The media should be helping to educate the American people about all of these issues. They should help them sort out the facts, so that the people can pick the right leaders to deal with them. They should be enlightening and not inciting.

That would be prudent and responsible, but apparently not profitable.

Instead media are saturated with the inconsequential, irrelevant, salacious and savagely confrontational. They are more fascinated by the sideshows,  the extreme fringes of politics and society, and relish chasing down any scent of race baiting, religious bigotry, character assassinations, lies, fabrications or exaggerations. They are more interested in Mitt Romney’s income taxes for the past eight years, than Mitt Romney’s plan for the first major tax reforms in 26 years.

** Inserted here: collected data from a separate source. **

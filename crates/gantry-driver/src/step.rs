//! The delegated toolchain invocations a matrix entry can run.

use std::fmt;

use serde::{Deserialize, Serialize};

/// One delegated toolchain invocation.
#[derive(Debug, Clone, Copy, PartialEq, Eq, Serialize, Deserialize)]
#[serde(rename_all = "kebab-case")]
pub enum Step {
    /// Static consistency check (`cargo check`).
    Check,
    /// Test suite run (`cargo test`), in the debug or release profile.
    Test {
        /// Use the optimized release profile.
        release: bool,
    },
}

impl Step {
    /// Render the cargo argv for this step.
    ///
    /// The target is forwarded verbatim, even when empty: rejecting a bad
    /// target specifier is the toolchain's job, not the driver's.
    pub fn cargo_args(&self, target: &str) -> Vec<String> {
        let mut args = match self {
            Step::Check => vec!["check".to_string()],
            Step::Test { .. } => vec!["test".to_string()],
        };
        args.push("--target".to_string());
        args.push(target.to_string());
        if let Step::Test { release: true } = self {
            args.push("--release".to_string());
        }
        args
    }
}

impl fmt::Display for Step {
    fn fmt(&self, f: &mut fmt::Formatter<'_>) -> fmt::Result {
        match self {
            Step::Check => write!(f, "check"),
            Step::Test { release: false } => write!(f, "test (debug)"),
            Step::Test { release: true } => write!(f, "test (release)"),
        }
    }
}

#[cfg(test)]
mod tests {
    use super::*;

    #[test]
    fn check_args() {
        assert_eq!(
            Step::Check.cargo_args("x86_64-unknown-linux-gnu"),
            ["check", "--target", "x86_64-unknown-linux-gnu"]
        );
    }

    #[test]
    fn test_args_debug_and_release() {
        assert_eq!(
            Step::Test { release: false }.cargo_args("aarch64-apple-darwin"),
            ["test", "--target", "aarch64-apple-darwin"]
        );
        assert_eq!(
            Step::Test { release: true }.cargo_args("aarch64-apple-darwin"),
            ["test", "--target", "aarch64-apple-darwin", "--release"]
        );
    }

    #[test]
    fn empty_target_is_forwarded() {
        assert_eq!(Step::Check.cargo_args(""), ["check", "--target", ""]);
    }

    #[test]
    fn display_names() {
        assert_eq!(Step::Check.to_string(), "check");
        assert_eq!(Step::Test { release: false }.to_string(), "test (debug)");
        assert_eq!(Step::Test { release: true }.to_string(), "test (release)");
    }
}
use std::collections::{BTreeMap, HashMap};
use std::fs;
use std::io::ErrorKind;
use std::path::{Path, PathBuf};
use std::sync::{Arc, Mutex, MutexGuard};
use tracing::debug;
use crate::core::domain::Configuration;
use crate::core::library::{LibraryError, LibraryResult};
use crate::core::repository::{KeyValueStore, RepositoryStore};

// MemoryStore keeps entries for the lifetime of the process; clones share the same entries
#[derive(Debug, Clone, Default)]
pub struct MemoryStore {
    entries: Arc<Mutex<HashMap<String, String>>>,
}

impl MemoryStore {
    pub fn new() -> Self {
        Self::default()
    }

    fn lock(&self) -> LibraryResult<MutexGuard<'_, HashMap<String, String>>> {
        self.entries.lock().map_err(|err| LibraryError::runtime(
            format!("memory store lock poisoned {:?}", err).as_str(), None))
    }
}

impl KeyValueStore for MemoryStore {
    fn get_item(&self, key: &str) -> LibraryResult<Option<String>> {
        Ok(self.lock()?.get(key).cloned())
    }

    fn set_item(&mut self, key: &str, value: &str) -> LibraryResult<()> {
        self.lock()?.insert(key.to_string(), value.to_string());
        Ok(())
    }

    fn remove_item(&mut self, key: &str) -> LibraryResult<()> {
        self.lock()?.remove(key);
        Ok(())
    }
}

// FileStore keeps all entries in one JSON object on disk, e.g. {"books": "[...]"}
#[derive(Debug, Clone)]
pub struct FileStore {
    path: PathBuf,
}

impl FileStore {
    pub fn new(path: &Path) -> Self {
        Self {
            path: path.to_path_buf(),
        }
    }

    pub fn path(&self) -> &Path {
        self.path.as_path()
    }

    fn read_entries(&self) -> LibraryResult<BTreeMap<String, String>> {
        match fs::read_to_string(&self.path) {
            Ok(contents) if contents.trim().is_empty() => Ok(BTreeMap::new()),
            Ok(contents) => Ok(serde_json::from_str(contents.as_str())?),
            Err(err) if err.kind() == ErrorKind::NotFound => Ok(BTreeMap::new()),
            Err(err) => Err(LibraryError::from(err)),
        }
    }

    // written to a sibling file first so a failed write never truncates the store
    fn write_entries(&self, entries: &BTreeMap<String, String>) -> LibraryResult<()> {
        if let Some(parent) = self.path.parent() {
            if !parent.as_os_str().is_empty() {
                fs::create_dir_all(parent)?;
            }
        }
        let tmp = self.path.with_extension("tmp");
        fs::write(&tmp, serde_json::to_string_pretty(entries)?)?;
        fs::rename(&tmp, &self.path)?;
        debug!("wrote {} entries to {}", entries.len(), self.path.display());
        Ok(())
    }
}

impl KeyValueStore for FileStore {
    fn get_item(&self, key: &str) -> LibraryResult<Option<String>> {
        Ok(self.read_entries()?.remove(key))
    }

    fn set_item(&mut self, key: &str, value: &str) -> LibraryResult<()> {
        let mut entries = self.read_entries()?;
        entries.insert(key.to_string(), value.to_string());
        self.write_entries(&entries)
    }

    fn remove_item(&mut self, key: &str) -> LibraryResult<()> {
        let mut entries = self.read_entries()?;
        if entries.remove(key).is_some() {
            self.write_entries(&entries)?;
        }
        Ok(())
    }
}

// helper method to build the key-value store selected by store
pub fn build_store(store: RepositoryStore, config: &Configuration) -> Box<dyn KeyValueStore> {
    match store {
        RepositoryStore::Memory => {
            Box::new(MemoryStore::new())
        }
        RepositoryStore::File => {
            Box::new(FileStore::new(config.store_path.as_path()))
        }
    }
}

// logs go to stderr so stdout only carries the session output
pub fn setup_tracing() {
    tracing_subscriber::fmt()
        .with_max_level(tracing::Level::INFO)
        // disable printing the name of the module in every log line.
        .with_target(false)
        .with_ansi(false)
        .with_writer(std::io::stderr)
        .json()
        .init();
}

What is more troubling is that media have abandoned their role as observers and assumed the role of influencers, affecting change rather than just reporting on it, as though overcome by some delusion that they, and only they, can save Western civilization from itself. It occurs across the great landscape of modern-day journalist from the blogs to the carnival barkers on cable TV. But it has also lured even the deans of journalism, who are also abandoning the basic tenets of a noble profession.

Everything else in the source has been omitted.